About this task
Filter the records for lines holding the string "crate".

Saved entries
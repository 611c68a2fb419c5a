//! Per-table state
//!
//! `TableState` is what a page holds for one grid: the fixed column and
//! filter configuration plus the transient query, the column order, the
//! drag gesture and the fullscreen flag.

use shelfscope_core::Record;
use shelfscope_storage::{KeyValueStore, MemoryStore};
use std::sync::Arc;

use crate::column::{ColumnDescriptor, resolve_columns};
use crate::column_order::{ColumnOrder, ColumnOrderStore, DEFAULT_PINNED_KEY};
use crate::drag::{DragReorderController, DropOutcome};
use crate::fullscreen::{FullscreenController, Key, NoopScrollLock, ScrollLock, ViewMode};
use crate::query::{QueryEngine, QueryState, SortState};

pub struct TableStateBuilder {
    columns: Vec<ColumnDescriptor>,
    engine: QueryEngine,
    table_key: Option<String>,
    default_order: Option<Vec<String>>,
    pinned_key: String,
    store: Option<Arc<dyn KeyValueStore>>,
    scroll_lock: Arc<dyn ScrollLock>,
}

impl TableStateBuilder {
    pub fn search_fields<S: Into<String>>(mut self, fields: impl IntoIterator<Item = S>) -> Self {
        self.engine = self.engine.with_search_fields(fields);
        self
    }

    pub fn filter(
        mut self,
        key: impl Into<String>,
        predicate: impl Fn(&Record, &str) -> bool + Send + Sync + 'static,
    ) -> Self {
        self.engine = self.engine.with_filter(key, predicate);
        self
    }

    /// Persist the column order under this key. Without one the order is session-only.
    pub fn table_key(mut self, key: impl Into<String>) -> Self {
        self.table_key = Some(key.into());
        self
    }

    /// Default column order; falls back to descriptor order
    pub fn default_order<S: Into<String>>(mut self, keys: impl IntoIterator<Item = S>) -> Self {
        self.default_order = Some(keys.into_iter().map(Into::into).collect());
        self
    }

    pub fn pinned_key(mut self, key: impl Into<String>) -> Self {
        self.pinned_key = key.into();
        self
    }

    pub fn store(mut self, store: Arc<dyn KeyValueStore>) -> Self {
        self.store = Some(store);
        self
    }

    pub fn scroll_lock(mut self, lock: Arc<dyn ScrollLock>) -> Self {
        self.scroll_lock = lock;
        self
    }

    pub fn build(self) -> TableState {
        let default_order = self
            .default_order
            .unwrap_or_else(|| self.columns.iter().map(|c| c.key.clone()).collect());

        let store = self.store.unwrap_or_else(|| Arc::new(MemoryStore::new()));
        let order_store = ColumnOrderStore::new(store).with_pinned_key(self.pinned_key);
        let order = order_store.load(self.table_key.as_deref(), &default_order);

        TableState {
            columns: self.columns,
            engine: self.engine,
            query: QueryState::default(),
            table_key: self.table_key,
            default_order,
            order_store,
            order,
            drag: DragReorderController::new(),
            fullscreen: FullscreenController::new(self.scroll_lock),
        }
    }
}

#[derive(Debug)]
pub struct TableState {
    columns: Vec<ColumnDescriptor>,
    engine: QueryEngine,
    query: QueryState,
    table_key: Option<String>,
    default_order: Vec<String>,
    order_store: ColumnOrderStore,
    order: ColumnOrder,
    drag: DragReorderController,
    fullscreen: FullscreenController,
}

impl TableState {
    pub fn builder(columns: Vec<ColumnDescriptor>) -> TableStateBuilder {
        TableStateBuilder {
            columns,
            engine: QueryEngine::default(),
            table_key: None,
            default_order: None,
            pinned_key: DEFAULT_PINNED_KEY.to_string(),
            store: None,
            scroll_lock: Arc::new(NoopScrollLock),
        }
    }

    pub fn columns(&self) -> &[ColumnDescriptor] {
        &self.columns
    }

    pub fn table_key(&self) -> Option<&str> {
        self.table_key.as_deref()
    }

    // Query

    pub fn query(&self) -> &QueryState {
        &self.query
    }

    pub fn set_search(&mut self, term: impl Into<String>) {
        self.query.search = term.into();
    }

    pub fn set_filter(&mut self, key: impl Into<String>, value: impl Into<String>) {
        self.query.set_filter(key, value);
    }

    /// Header click on a column. Non-sortable and unknown columns are ignored.
    pub fn toggle_sort(&mut self, column_key: &str) {
        let sortable = self
            .columns
            .iter()
            .any(|c| c.key == column_key && c.is_sortable());
        if sortable {
            self.query.sort.toggle(column_key);
        }
    }

    pub fn sort(&self) -> &SortState {
        &self.query.sort
    }

    pub fn clear_query(&mut self) {
        self.query.clear();
    }

    /// Indices into `records` in display order
    pub fn rows(&self, records: &[Record]) -> Vec<usize> {
        self.engine.run(records, &self.columns, &self.query)
    }

    pub fn match_count(&self, records: &[Record]) -> usize {
        self.rows(records).len()
    }

    pub fn row_records<'a>(&self, records: &'a [Record]) -> Vec<&'a Record> {
        self.engine.run_records(records, &self.columns, &self.query)
    }

    // Columns

    pub fn column_order(&self) -> &ColumnOrder {
        &self.order
    }

    /// Descriptors in display order, skipping keys without a descriptor
    pub fn visible_columns(&self) -> Vec<&ColumnDescriptor> {
        resolve_columns(self.order.keys(), &self.columns)
    }

    /// Back to the declared column order. Applied even when it cannot be
    /// persisted.
    pub fn reset_column_order(&mut self) {
        self.order = self
            .order_store
            .reset(self.table_key.as_deref(), &self.default_order);
    }

    // Drag and drop

    pub fn drag(&self) -> &DragReorderController {
        &self.drag
    }

    pub fn drag_start(&mut self, column_key: &str) -> bool {
        let Some(column) = self.columns.iter().find(|c| c.key == column_key) else {
            return false;
        };
        self.drag.drag_start(column, &self.order)
    }

    pub fn drag_enter(&mut self, target: &str, pointer_x: f32, header_left: f32, header_width: f32) {
        self.drag
            .drag_enter(target, &self.order, pointer_x, header_left, header_width);
    }

    pub fn drag_leave(&mut self, target: &str, into_descendant: bool) {
        self.drag.drag_leave(target, into_descendant);
    }

    pub fn drop_on(&mut self, target: &str) -> DropOutcome {
        self.drag.drop(
            target,
            &mut self.order,
            Some((&self.order_store, self.table_key.as_deref())),
        )
    }

    pub fn drag_end(&mut self) {
        self.drag.drag_end();
    }

    // Fullscreen

    pub fn view_mode(&self) -> ViewMode {
        self.fullscreen.mode()
    }

    pub fn enter_fullscreen(&mut self) {
        self.fullscreen.enter();
    }

    pub fn exit_fullscreen(&mut self) {
        self.fullscreen.exit();
    }

    pub fn toggle_fullscreen(&mut self) {
        self.fullscreen.toggle();
    }

    pub fn key_pressed(&mut self, key: Key) -> bool {
        self.fullscreen.key_pressed(key)
    }

    pub fn outside_click(&mut self) {
        self.fullscreen.outside_click();
    }
}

Answer to this exercise
use crate::column::{ColumnDescriptor, resolve_columns};
use crate::column_order::{ColumnOrder, ColumnOrderStore, DEFAULT_PINNED_KEY};
use crate::drag::{DragReorderController, DropOutcome};
use crate::fullscreen::{FullscreenController, Key, NoopScrollLock, ScrollLock, ViewMode};
use crate::query::{QueryEngine, QueryState, SortState};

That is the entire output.